Low points don’t get much lower than what we got in vol. 10 of this series. Just about everything that could go wrong for the good guys in this series did, leaving them either dead or out of favor with the new government. Then we left off with the premise of the series being partly upended by having a man become shogun again. Where the hell is mangaka Fumi Yoshinaga going to take things from here? In the end, she manages to defy expectations by making things simultaneously better and worse for everyone in the series. Though I’m certainly rooting for the members of the cast looking to find a cure for the redface pox, I’m also left fearing that Yoshinaga has done too good a job in creating a villain for this part of the story.
Even though the shogun is the ostensible head of the government, Ienari Tokugawa is only a figurehead for the real power behind the throne. That would be his mother, Harusada Tokugawa, and oh boy is she a piece of work. Believing that the male mind is inferior and weak, she utilizes her son as a breeding stud in the inner chambers, fathering more heirs than the treasury can reasonably support. She also double-crosses a good portion of the officials who helped her seize power from Lady Tanuma, which only serves to consolidate her power even more.
What does she do with all this power? Why she indulges herself to the hilt, that’s what. Not only does Harusada renege on many of the promises she made to those who abetted her rise, but she also takes joy in pitting the many families of Ienari’s heirs against each other. Mind you, this is also while the woman is weeding out the heirs she doesn’t like. We also find out that, through a proxy, she was also involved in some of the more reprehensible acts of the past couple of volumes.
While Yoshinaga does give us a flashback to Harusada’s youth to show that maybe some of her actions were a necessary defense with growing up in a branch of the cutthroat Tokugawa family, the vast majority of her actions paint her as a villain of the blackest kind. Caring not for the will of the people, and seeking power only for its own sake, she’d fit right in with most of the Republican candidates right now. In their defense, you could mash together Donald Trump and Ted Cruz and still not have someone as vile as Harusada. ...But don’t quote me on that.
Getting me to hate a fictional character like this is commendable, but it also raises another problem. You see, in building up Harusada as a big bad Yoshinaga creates the feeling that she has to be dealt with in some way. The woman’s actions are too monstrous for her to simply be written out of the narrative -- she has to receive some kind of comeuppance! Yes, I realize that people in power like her tend to weasel out of genuine punishment in real life. Which is a good thing that we’re dealing in fiction here! This way Harusada can be made to account for her actions. Even if the main characters don’t get to see it, we readers can take joy in seeing her suffer for her actions.
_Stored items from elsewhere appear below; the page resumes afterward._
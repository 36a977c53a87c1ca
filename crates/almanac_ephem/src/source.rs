//! Positional-data source seam.

use std::sync::Arc;

use almanac_core::{Body, FieldSet, Minute, MinuteRange, Sample};
use async_trait::async_trait;

use crate::error::SourceError;

/// One contiguous request for a single body.
#[derive(Debug, Clone, Copy, PartialEq, Eq, Hash)]
pub struct FetchRequest {
    pub body: Body,
    pub range: MinuteRange,
    /// Fields the caller needs. Sources may return more.
    pub fields: FieldSet,
}

impl FetchRequest {
    pub fn new(body: Body, range: MinuteRange, fields: FieldSet) -> Self {
        Self {
            body,
            range,
            fields,
        }
    }
}

/// Upstream provider of positional samples.
///
/// Implementations are typically network clients. Any error is treated as a
/// failed attempt; [`SourceError::retryable`] decides whether the store tries
/// again.
///
/// # Thread Safety
/// Implementations must be `Send + Sync`: the store issues requests for
/// different bodies concurrently.
#[async_trait]
pub trait PositionSource: Send + Sync {
    /// Samples for `request.body` at minutes within `request.range`.
    ///
    /// Minutes the source has no data for are simply omitted.
    async fn fetch(&self, request: &FetchRequest) -> Result<Vec<(Minute, Sample)>, SourceError>;
}

#[async_trait]
impl<S: PositionSource + ?Sized> PositionSource for Arc<S> {
    async fn fetch(&self, request: &FetchRequest) -> Result<Vec<(Minute, Sample)>, SourceError> {
        (**self).fetch(request).await
    }
}
//! Minute-resolution timestamps.
//!
//! The sweep advances one minute at a time, so every timestamp inside the
//! engine is a whole number of minutes since the Unix epoch. Conversion to
//! and from `chrono` happens only at the edges.

use std::fmt::{Display, Formatter};
use std::ops::{Add, Sub};

use chrono::{DateTime, NaiveDateTime, TimeZone, Utc};
use serde::{Deserialize, Serialize};

/// Whole minutes since 1970-01-01T00:00Z.
#[derive(
    Debug, Clone, Copy, PartialEq, Eq, Hash, PartialOrd, Ord, Default, Serialize, Deserialize,
)]
#[serde(transparent)]
pub struct Minute(pub i64);

impl Minute {
    /// Truncate a UTC instant to its minute.
    pub fn from_datetime(dt: DateTime<Utc>) -> Self {
        Self(dt.timestamp().div_euclid(60))
    }

    /// UTC instant at the start of this minute.
    ///
    /// Minutes beyond chrono's representable range clamp to its bounds.
    pub fn to_datetime(self) -> DateTime<Utc> {
        self.0
            .checked_mul(60)
            .and_then(|secs| Utc.timestamp_opt(secs, 0).single())
            .unwrap_or(if self.0 < 0 {
                DateTime::<Utc>::MIN_UTC
            } else {
                DateTime::<Utc>::MAX_UTC
            })
    }

    /// Parse `YYYY-MM-DDTHH:MM[:SS]Z`, `YYYY-MM-DD HH:MM` or `YYYY-MM-DD`
    /// (midnight UTC).
    pub fn parse(s: &str) -> Option<Self> {
        let s = s.trim();
        if let Ok(dt) = DateTime::parse_from_rfc3339(s) {
            return Some(Self::from_datetime(dt.with_timezone(&Utc)));
        }
        for fmt in ["%Y-%m-%d %H:%M:%S", "%Y-%m-%d %H:%M", "%Y-%m-%dT%H:%M"] {
            if let Ok(naive) = NaiveDateTime::parse_from_str(s, fmt) {
                return Some(Self::from_datetime(naive.and_utc()));
            }
        }
        chrono::NaiveDate::parse_from_str(s, "%Y-%m-%d")
            .ok()
            .and_then(|d| d.and_hms_opt(0, 0, 0))
            .map(|naive| Self::from_datetime(naive.and_utc()))
    }

    pub const fn offset(self, minutes: i64) -> Self {
        Self(self.0 + minutes)
    }
}

impl Add<i64> for Minute {
    type Output = Minute;

    fn add(self, rhs: i64) -> Minute {
        Minute(self.0 + rhs)
    }
}

impl Sub<i64> for Minute {
    type Output = Minute;

    fn sub(self, rhs: i64) -> Minute {
        Minute(self.0 - rhs)
    }
}

impl Sub<Minute> for Minute {
    type Output = i64;

    fn sub(self, rhs: Minute) -> i64 {
        self.0 - rhs.0
    }
}

impl Display for Minute {
    fn fmt(&self, f: &mut Formatter<'_>) -> std::fmt::Result {
        write!(f, "{}", self.to_datetime().format("%Y-%m-%d %H:%M UTC"))
    }
}

impl From<DateTime<Utc>> for Minute {
    fn from(dt: DateTime<Utc>) -> Self {
        Self::from_datetime(dt)
    }
}

/// Inclusive range of minutes, `start <= end`.
#[derive(Debug, Clone, Copy, PartialEq, Eq, Hash, Serialize, Deserialize)]
pub struct MinuteRange {
    pub start: Minute,
    pub end: Minute,
}

impl MinuteRange {
    /// Build a range; `None` when `end < start`.
    pub fn new(start: Minute, end: Minute) -> Option<Self> {
        (end >= start).then_some(Self { start, end })
    }

    /// Range covering a single minute.
    pub const fn single(at: Minute) -> Self {
        Self { start: at, end: at }
    }

    /// Number of minutes in the range (both ends included).
    pub fn len(&self) -> usize {
        (self.end - self.start + 1) as usize
    }

    /// An inclusive range always holds at least one minute.
    pub fn is_empty(&self) -> bool {
        false
    }

    pub fn contains(&self, at: Minute) -> bool {
        at >= self.start && at <= self.end
    }

    /// Grow the range by `margin` minutes on both sides.
    pub fn expand(&self, margin: i64) -> Self {
        Self {
            start: self.start - margin,
            end: self.end + margin,
        }
    }

    /// Every minute in order.
    pub fn iter(&self) -> impl Iterator<Item = Minute> + use<> {
        (self.start.0..=self.end.0).map(Minute)
    }

    /// Consecutive sub-ranges of at most `len` minutes covering the range
    /// in order. A zero `len` is treated as one.
    pub fn chunks(&self, len: usize) -> impl Iterator<Item = MinuteRange> + use<> {
        let len = len.max(1);
        let end = self.end;
        (self.start.0..=self.end.0)
            .step_by(len)
            .map(move |s| MinuteRange {
                start: Minute(s),
                end: Minute((s + len as i64 - 1).min(end.0)),
            })
    }
}

impl Display for MinuteRange {
    fn fmt(&self, f: &mut Formatter<'_>) -> std::fmt::Result {
        write!(f, "{} .. {}", self.start, self.end)
    }
}
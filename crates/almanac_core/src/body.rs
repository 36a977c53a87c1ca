//! Tracked bodies and the groups each detector family draws from.

use std::fmt::{Display, Formatter};
use std::str::FromStr;

use serde::{Deserialize, Serialize};

/// A tracked celestial object.
///
/// Luminaries, planets, the main-belt asteroids plus Chiron, and the lunar
/// nodes. Which subset a detector looks at is decided by the group constants
/// below, not by the enum itself.
#[derive(Debug, Clone, Copy, PartialEq, Eq, Hash, PartialOrd, Ord, Serialize, Deserialize)]
pub enum Body {
    Sun,
    Moon,
    Mercury,
    Venus,
    Mars,
    Jupiter,
    Saturn,
    Uranus,
    Neptune,
    Pluto,
    Ceres,
    Pallas,
    Juno,
    Vesta,
    Chiron,
    NorthNode,
    SouthNode,
}

/// Every body, in declaration order.
pub const ALL_BODIES: [Body; 17] = [
    Body::Sun,
    Body::Moon,
    Body::Mercury,
    Body::Venus,
    Body::Mars,
    Body::Jupiter,
    Body::Saturn,
    Body::Uranus,
    Body::Neptune,
    Body::Pluto,
    Body::Ceres,
    Body::Pallas,
    Body::Juno,
    Body::Vesta,
    Body::Chiron,
    Body::NorthNode,
    Body::SouthNode,
];

/// Bodies inside Earth's orbit: visibility phases and greatest elongation.
pub const INNER_PLANETS: [Body; 2] = [Body::Mercury, Body::Venus];

/// Bodies that show geocentric retrograde loops.
///
/// Sun and Moon never reverse; the nodes are excluded because the mean node
/// is permanently retrograde.
pub const STATION_BODIES: [Body; 13] = [
    Body::Mercury,
    Body::Venus,
    Body::Mars,
    Body::Jupiter,
    Body::Saturn,
    Body::Uranus,
    Body::Neptune,
    Body::Pluto,
    Body::Ceres,
    Body::Pallas,
    Body::Juno,
    Body::Vesta,
    Body::Chiron,
];

/// Bodies paired against each other by the aspect detector.
pub const ASPECT_BODIES: [Body; 10] = [
    Body::Sun,
    Body::Moon,
    Body::Mercury,
    Body::Venus,
    Body::Mars,
    Body::Jupiter,
    Body::Saturn,
    Body::Uranus,
    Body::Neptune,
    Body::Pluto,
];

/// Bodies whose apparent brightness is tracked for peaks.
pub const BRIGHTNESS_BODIES: [Body; 4] = [Body::Mercury, Body::Venus, Body::Mars, Body::Jupiter];

/// Bodies followed through sign, decan and peak boundaries.
pub const INGRESS_BODIES: [Body; 17] = ALL_BODIES;

impl Body {
    /// Display name.
    pub const fn name(self) -> &'static str {
        match self {
            Self::Sun => "Sun",
            Self::Moon => "Moon",
            Self::Mercury => "Mercury",
            Self::Venus => "Venus",
            Self::Mars => "Mars",
            Self::Jupiter => "Jupiter",
            Self::Saturn => "Saturn",
            Self::Uranus => "Uranus",
            Self::Neptune => "Neptune",
            Self::Pluto => "Pluto",
            Self::Ceres => "Ceres",
            Self::Pallas => "Pallas",
            Self::Juno => "Juno",
            Self::Vesta => "Vesta",
            Self::Chiron => "Chiron",
            Self::NorthNode => "North Node",
            Self::SouthNode => "South Node",
        }
    }

    /// NAIF-style numeric code. The nodes have no NAIF id and use
    /// negative sentinels.
    pub const fn code(self) -> i32 {
        match self {
            Self::Sun => 10,
            Self::Moon => 301,
            Self::Mercury => 199,
            Self::Venus => 299,
            Self::Mars => 499,
            Self::Jupiter => 599,
            Self::Saturn => 699,
            Self::Uranus => 799,
            Self::Neptune => 899,
            Self::Pluto => 999,
            Self::Ceres => 2_000_001,
            Self::Pallas => 2_000_002,
            Self::Juno => 2_000_003,
            Self::Vesta => 2_000_004,
            Self::Chiron => 2_002_060,
            Self::NorthNode => -1,
            Self::SouthNode => -2,
        }
    }

    /// Convert a numeric code back into a [`Body`].
    pub fn from_code(code: i32) -> Option<Self> {
        ALL_BODIES.iter().copied().find(|b| b.code() == code)
    }

    /// Whether this body orbits inside Earth's orbit.
    pub fn is_inner(self) -> bool {
        INNER_PLANETS.contains(&self)
    }
}

impl Display for Body {
    fn fmt(&self, f: &mut Formatter<'_>) -> std::fmt::Result {
        f.write_str(self.name())
    }
}

/// Error returned when a body name is not recognised.
#[derive(Debug, Clone, PartialEq, Eq)]
pub struct ParseBodyError(pub String);

impl Display for ParseBodyError {
    fn fmt(&self, f: &mut Formatter<'_>) -> std::fmt::Result {
        write!(f, "unknown body: {}", self.0)
    }
}

impl std::error::Error for ParseBodyError {}

impl FromStr for Body {
    type Err = ParseBodyError;

    /// Case-insensitive; spaces, dashes and underscores are ignored so
    /// "north node", "north_node" and "NorthNode" all parse.
    fn from_str(s: &str) -> Result<Self, Self::Err> {
        let key: String = s
            .chars()
            .filter(|c| !matches!(c, ' ' | '-' | '_'))
            .map(|c| c.to_ascii_lowercase())
            .collect();
        ALL_BODIES
            .iter()
            .copied()
            .find(|b| {
                b.name()
                    .chars()
                    .filter(|c| *c != ' ')
                    .map(|c| c.to_ascii_lowercase())
                    .eq(key.chars())
            })
            .ok_or_else(|| ParseBodyError(s.to_string()))
    }
}
//! Morning/evening visibility phases of the inner planets.
//!
//! The signed elongation `e = pm180(lon - lon_sun)` is negative west of the
//! Sun (morning sky) and positive east of it (evening sky). A planet becomes
//! visible when `|e|` rises through its visibility threshold and is lost
//! when `|e|` falls back through it.

use almanac_core::normalize_to_pm180;

use crate::detect::threshold::{CrossingDirection, scalar_crossing};
use crate::event::{ElongationSide, InstantEvent, Phenomenon, VisibilityPhase};
use crate::window::DetectionWindow;

/// Visibility phase change of `body` at the window's minute.
pub fn detect_visibility(
    body: &DetectionWindow<'_>,
    sun: &DetectionWindow<'_>,
    threshold_deg: f64,
) -> Option<InstantEvent> {
    let (prev, cur) =
        body.step_with(sun, |b, s| Some(normalize_to_pm180(b.longitude? - s.longitude?)))?;
    let direction = scalar_crossing(prev.abs(), cur.abs(), threshold_deg)?;
    // Near the threshold both minutes are on the same side; use the current one.
    let side = ElongationSide::from_signed(if cur == 0.0 { prev } else { cur });
    let phase = match (side, direction) {
        (ElongationSide::Morning, CrossingDirection::Rising) => VisibilityPhase::MorningRise,
        (ElongationSide::Morning, CrossingDirection::Falling) => VisibilityPhase::MorningSet,
        (ElongationSide::Evening, CrossingDirection::Rising) => VisibilityPhase::EveningRise,
        (ElongationSide::Evening, CrossingDirection::Falling) => VisibilityPhase::EveningSet,
    };
    Some(InstantEvent::new(
        body.at(),
        Phenomenon::Visibility {
            body: body.body(),
            phase,
        },
    ))
}

#[cfg(test)]
mod tests {
    use almanac_core::{Body, Minute, MinuteRange, Sample};

    use super::*;
    use crate::window::BodyTrack;

    fn phase_for(body_lons: [f64; 3], sun_lons: [f64; 3], threshold: f64) -> Option<VisibilityPhase> {
        let span = MinuteRange::new(Minute(0), Minute(2)).unwrap();
        let mk = |body, lons: [f64; 3]| {
            BodyTrack::from_samples(
                body,
                span,
                lons.into_iter()
                    .enumerate()
                    .map(|(i, l)| (Minute(i as i64), Sample::with_longitude(l))),
            )
        };
        let b = mk(Body::Mercury, body_lons);
        let s = mk(Body::Sun, sun_lons);
        let e = detect_visibility(
            &b.window(Minute(1), 1).unwrap(),
            &s.window(Minute(1), 1).unwrap(),
            threshold,
        )?;
        match e.phenomenon {
            Phenomenon::Visibility { phase, .. } => Some(phase),
            _ => None,
        }
    }

    #[test]
    fn four_phases() {
        let sun = [100.0; 3];
        assert_eq!(
            phase_for([90.1, 89.9, 89.8], sun, 10.0),
            Some(VisibilityPhase::MorningRise)
        );
        assert_eq!(
            phase_for([89.9, 90.1, 90.2], sun, 10.0),
            Some(VisibilityPhase::MorningSet)
        );
        assert_eq!(
            phase_for([109.9, 110.1, 110.2], sun, 10.0),
            Some(VisibilityPhase::EveningRise)
        );
        assert_eq!(
            phase_for([110.1, 109.9, 109.8], sun, 10.0),
            Some(VisibilityPhase::EveningSet)
        );
    }

    #[test]
    fn passing_through_conjunction_is_silent() {
        assert_eq!(phase_for([99.9, 100.1, 100.2], [100.0; 3], 10.0), None);
    }

    #[test]
    fn threshold_across_seam() {
        // Sun at 5 deg, Venus crosses 5 deg west of it at 0/360
        assert_eq!(
            phase_for([0.1, 359.9, 359.8], [5.0; 3], 5.0),
            Some(VisibilityPhase::MorningRise)
        );
    }
}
I realize that it’s not real classy to demand such a thing of a creator, but that’s the expectation Yoshinaga has created with me in her buildup of Harusada. It also won’t be enough to subject her to the kind of beatdown, dismemberment, and devouring that made Shira’s death so satisfying in “Blade of the Immortal.” No, Harusada still has to die, and she has to die knowing that she made all the wrong choices in her life. I’m probably setting myself up for disappointment here, too. Yet that’s how this volume has made me feel.
Fortunately vol. 11 isn’t entirely about Harusada being really, really eeeeeeeevilllllll. We also get to see the students of Aonuma who were expelled from the inner chambers continue their mentor’s pursuit of a cure for the redface pox. Of particular interest is the odd couple relationship between Kuroki and Ihei that kicks off the volume. It makes for good fun, even though we lose it once the former goes off on a quest through the countryside for a cure. Less fun but just as interesting is in seeing Ienari come to grips with his mother’s domineering nature. Though he starts out clearly under her thumb, the man eventually finds the courage and backbone to pursue a cure for the redface pox by mending a few bridges. In person, even.
Between the renewed hope for a redface pox cure and the rise of Harusada as a big bad, “Ooku” feels like it’s heading towards endgame territory. In another volume or two, we could see a cure, Harusada dealt with, and the re-establishment of the matriarchy in Japan with another female shogun. That’s the way things seem to be heading towards; though, Yoshinaga may have additional plans for exploring this fascinating world she has created. If she wants to explore them, then I’d be happy to follow her for as long as she wants. Except, we could stand to see some antagonists who are just that instead of thoroughly, utterly, and completely detestable villains like Harusada. Just a thought.